Desde luego es un elemento más en la globalización de los contactos y los
intercambios, pero la idea de disponer de medios de pago alternativos al dinero
oficial es una realidad en centenares de lugares por todo el mundo y en más
setenta pueblos de España (en Bilbao, en Badajoz, en Madrid, en Sevilla, en
Jerez…, lo cuenta la periodista Lula Gómez en “Menos consumir y más compartir”,
en el último número de “Tinta Libre”), pero se trata en estos casos de una idea
no vinculada a la globalización y el negocio sino a la activación de las
economías locales. Monedas con su propio sistema de emisión y control, cuyo uso
se basa en el contacto cercano entre productores y consumidores y que estimulan
la producción local y la actividad económica fuera de los circuitos
financieros. Son los mismos fines que persiguen los llamados “bancos de
tiempo”, donde la gente intercambia sus saberes y disponibilidades sin interés
comercial, o distintas redes de economía alternativa como el movimiento
Transición (de origen británico y gran expansión, sobre todo en Latinoamérica),
o la denominada Economía del Bien Común, impulsada por el profesor de Economía
en Viena Christian Felber.
Felber señala la contradicción entre los valores que apreciamos en nuestras
relaciones humanas (valores de confianza, responsabilidad y solidaridad), que
constituyen el corazón de nuestra sociedad e incluso recogemos como principios
constitucionales, y por otro lado los principios de avidez, irresponsabilidad y
desconfianza que rigen el funcionamiento real de la economía. Para resolver esa
contradicción propone medidas que incentiven los valores que queremos promover,
por ejemplo haciendo una especie de auditorías que evalúen a cada actor social
(instituciones, empresas, productos) mediante una matriz que recoja su
aportación en cuestiones como la gestión participativa de las decisiones, la
huella ecológica o la igualdad de salarios de hombres y mujeres. La idea es que
ese balance se haga visible al consumidor con la esperanza de que este premie
la promoción del bien común, un objetivo que puede parecer poco realista pero que
desde luego no sería realizable sin un marco legislativo adecuado, que por
ejemplo favoreciese fiscalmente a los actores sociales virtuosos. Por lo pronto
son 1500 empresas en 30 países, y más de 35 grupos activos en España. La idea
es también que el dinero recupere su rol original de instrumento, y por tanto
que la acumulación monetaria no sea un fin en sí misma.

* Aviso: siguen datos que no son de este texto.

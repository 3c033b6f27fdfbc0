//! Unit tests for the token codec

use std::sync::Arc;

use chrono::{Duration, TimeZone, Utc};
use jsonwebtoken::{encode, Algorithm, EncodingKey, Header};

use crate::domain::entities::token::{TokenClaims, TokenType};
use crate::errors::TokenError;
use crate::services::clock::{Clock, FixedClock};
use crate::services::token::{TokenCodec, TokenCodecConfig};

const ACCESS_SECRET: &str = "test-access-secret";
const REFRESH_SECRET: &str = "test-refresh-secret";

fn config() -> TokenCodecConfig {
    TokenCodecConfig {
        access_secret: ACCESS_SECRET.to_string(),
        refresh_secret: REFRESH_SECRET.to_string(),
        access_token_expiry_seconds: 15 * 60,
        refresh_token_expiry_seconds: 7 * 24 * 60 * 60,
    }
}

fn codec_at_fixed_time() -> (TokenCodec, Arc<FixedClock>) {
    let clock = Arc::new(FixedClock::new(Utc.with_ymd_and_hms(2021, 3, 10, 0, 50, 43).unwrap()));
    (TokenCodec::new(config(), clock.clone()), clock)
}

#[test]
fn test_round_trip_strips_transport_fields() {
    let (codec, _) = codec_at_fixed_time();

    for claims in [
        TokenClaims::access("user2", false),
        TokenClaims::refresh("admin", true),
    ] {
        let token = codec.sign(&claims, Duration::minutes(5)).unwrap();
        let verified = codec.verify(&token, claims.token_type).unwrap();
        assert_eq!(verified, claims);
    }
}

#[test]
fn test_issue_uses_configured_ttl() {
    let (codec, clock) = codec_at_fixed_time();
    let token = codec.issue(&TokenClaims::access("user2", false)).unwrap();

    clock.advance(Duration::minutes(14));
    assert!(codec.verify(&token, TokenType::Access).is_ok());

    clock.advance(Duration::minutes(1));
    assert_eq!(codec.verify(&token, TokenType::Access), Err(TokenError::Expired));
}

#[test]
fn test_same_second_tokens_differ() {
    let (codec, _) = codec_at_fixed_time();
    let claims = TokenClaims::refresh("user2", false);
    let first = codec.issue(&claims).unwrap();
    let second = codec.issue(&claims).unwrap();
    assert_ne!(first, second);
}

#[test]
fn test_refresh_token_rejected_as_access() {
    let (codec, _) = codec_at_fixed_time();
    let refresh = codec.issue(&TokenClaims::refresh("user2", false)).unwrap();

    // signed with the other secret
    assert_eq!(
        codec.verify(&refresh, TokenType::Access),
        Err(TokenError::SignatureInvalid)
    );
}

#[test]
fn test_wrong_type_with_shared_secret() {
    let clock = Arc::new(FixedClock::new(Utc::now()));
    let mut shared = config();
    shared.refresh_secret = shared.access_secret.clone();
    let codec = TokenCodec::new(shared, clock);

    let refresh = codec.issue(&TokenClaims::refresh("user2", false)).unwrap();
    assert_eq!(codec.verify(&refresh, TokenType::Access), Err(TokenError::WrongType));
}

#[test]
fn test_tampered_signature() {
    let (codec, _) = codec_at_fixed_time();
    let token = codec.issue(&TokenClaims::access("user2", false)).unwrap();

    let mut parts: Vec<String> = token.split('.').map(str::to_string).collect();
    let sig = parts[2].clone();
    let flipped = if sig.starts_with('A') { "B" } else { "A" };
    parts[2] = format!("{}{}", flipped, &sig[1..]);
    let tampered = parts.join(".");

    assert_eq!(
        codec.verify(&tampered, TokenType::Access),
        Err(TokenError::SignatureInvalid)
    );
}

#[test]
fn test_tampered_payload_fails_signature() {
    let (codec, _) = codec_at_fixed_time();
    let user_token = codec.issue(&TokenClaims::access("user2", false)).unwrap();
    let admin_token = codec.issue(&TokenClaims::access("user2", true)).unwrap();

    let user_parts: Vec<&str> = user_token.split('.').collect();
    let admin_parts: Vec<&str> = admin_token.split('.').collect();
    let spliced = format!("{}.{}.{}", user_parts[0], admin_parts[1], user_parts[2]);

    assert_eq!(
        codec.verify(&spliced, TokenType::Access),
        Err(TokenError::SignatureInvalid)
    );
}

#[test]
fn test_foreign_algorithm_rejected() {
    let (codec, clock) = codec_at_fixed_time();
    let now = clock.now().timestamp();
    let payload = serde_json::json!({
        "username": "user2",
        "admin": true,
        "type": "access",
        "iat": now,
        "exp": now + 600,
        "jti": "x",
    });
    let token = encode(
        &Header::new(Algorithm::HS256),
        &payload,
        &EncodingKey::from_secret(ACCESS_SECRET.as_bytes()),
    )
    .unwrap();

    assert_eq!(
        codec.verify(&token, TokenType::Access),
        Err(TokenError::SignatureInvalid)
    );
}

#[test]
fn test_malformed_inputs() {
    let (codec, _) = codec_at_fixed_time();
    for garbage in ["", "abc", "a.b", "a.b.c", "not a token at all"] {
        assert_eq!(
            codec.verify(garbage, TokenType::Access),
            Err(TokenError::Malformed),
            "input {:?}",
            garbage
        );
    }
}

#[test]
fn test_unknown_token_type_is_malformed() {
    let (codec, clock) = codec_at_fixed_time();
    let now = clock.now().timestamp();
    let payload = serde_json::json!({
        "username": "user2",
        "admin": false,
        "type": "session",
        "iat": now,
        "exp": now + 600,
        "jti": "x",
    });
    let token = encode(
        &Header::new(Algorithm::HS512),
        &payload,
        &EncodingKey::from_secret(ACCESS_SECRET.as_bytes()),
    )
    .unwrap();

    assert_eq!(codec.verify(&token, TokenType::Access), Err(TokenError::Malformed));
}

#[test]
fn test_expiry_boundary_is_exclusive() {
    let (codec, clock) = codec_at_fixed_time();
    let token = codec
        .sign(&TokenClaims::refresh("user2", false), Duration::seconds(60))
        .unwrap();

    clock.advance(Duration::seconds(59));
    assert!(codec.verify(&token, TokenType::Refresh).is_ok());

    // exp == now counts as expired
    clock.advance(Duration::seconds(1));
    assert_eq!(codec.verify(&token, TokenType::Refresh), Err(TokenError::Expired));
}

Son nuevas redes paralelas a la economía financiera que van surgiendo de
abajo a arriba, de poco a mucho, de sencillo a complejo, como postula la
iniciativa de Transición que aglutina acciones concretas para reducir el
consumo de energía y materiales, con un objetivo a la vez práctico y ético.
Estos movimientos incipientes y plurales inciden en la necesidad de
focalizarse en lo pequeño y en cierto modo “desglobalizar” los flujos de la
economía real; expresan una crisis de la globalización tal como se ha conocido
hasta ahora (precisamente hasta la globalización de la crisis que presenciamos
desde 2008), pues cada vez somos más conscientes de las amenazas de la deuda
creciente de los países ricos (una bomba de efecto retardado que dejaremos en
la espalda de las generaciones siguientes), y ahora también por los debilidades
de los países emergentes, que se han sumado a los mismos errores de un abuso
del crédito y están descubriendo que su prosperidad incipiente quizá tenga los
pies de barro. Desglobalizar no es apartarse de la economía internacional sino
reorientar la economía, de modo que –como dice el sociólogo filipino Walden
Bello– la producción deje de estar enfocada a la exportación y se oriente a la
potenciación de los mercados locales.
El término “desglobalización” ya fue utilizado por el ex Primer Ministro
británico Gordon Brown en 2009, y ha sido una bandera fervientemente defendida
por el Ministro para la Recuperación Productiva del gobierno de Hollande,
Arnaud Montebourg (el enfant terrible de la izquierda francesa que perdió
frente a Hollande las primarias de 2011 para ser candidato), desde su panfleto
“¡Votad la desglobalización!”.
Desglobalizar es constatar el fracaso de las recetas neoliberales y
discutir alternativas a la inviabilidad de la visión productivista del mundo y
del proceso histórico de expansión del modelo capitalista occidental. Autores
como Amartya Sen, Walden Bello, Boaventura de Sousa Santos o Samir Amín ofrecen
munición teórica muy contrastada para analizar críticamente nuestro modelo de
desarrollo y proponer estrategias frente a la deslocalización industrial, el
aumento de las desigualdades y de la precariedad laboral y el empobrecimiento
progresivo de las poblaciones. Enfrentar estos problemas será cada vez más
ineludible, y para ello será necesaria más discusión a todos los niveles, en la
política, en la sociedad y en la educación, y plantear en serio la viabilidad
de un sistema cimentado sobre la acumulación de la deuda a futuro (sorprende
por ejemplo el escaso cuestionamiento del sistema del euro en la política
española, por no hablar de los palos de ciego de la política energética).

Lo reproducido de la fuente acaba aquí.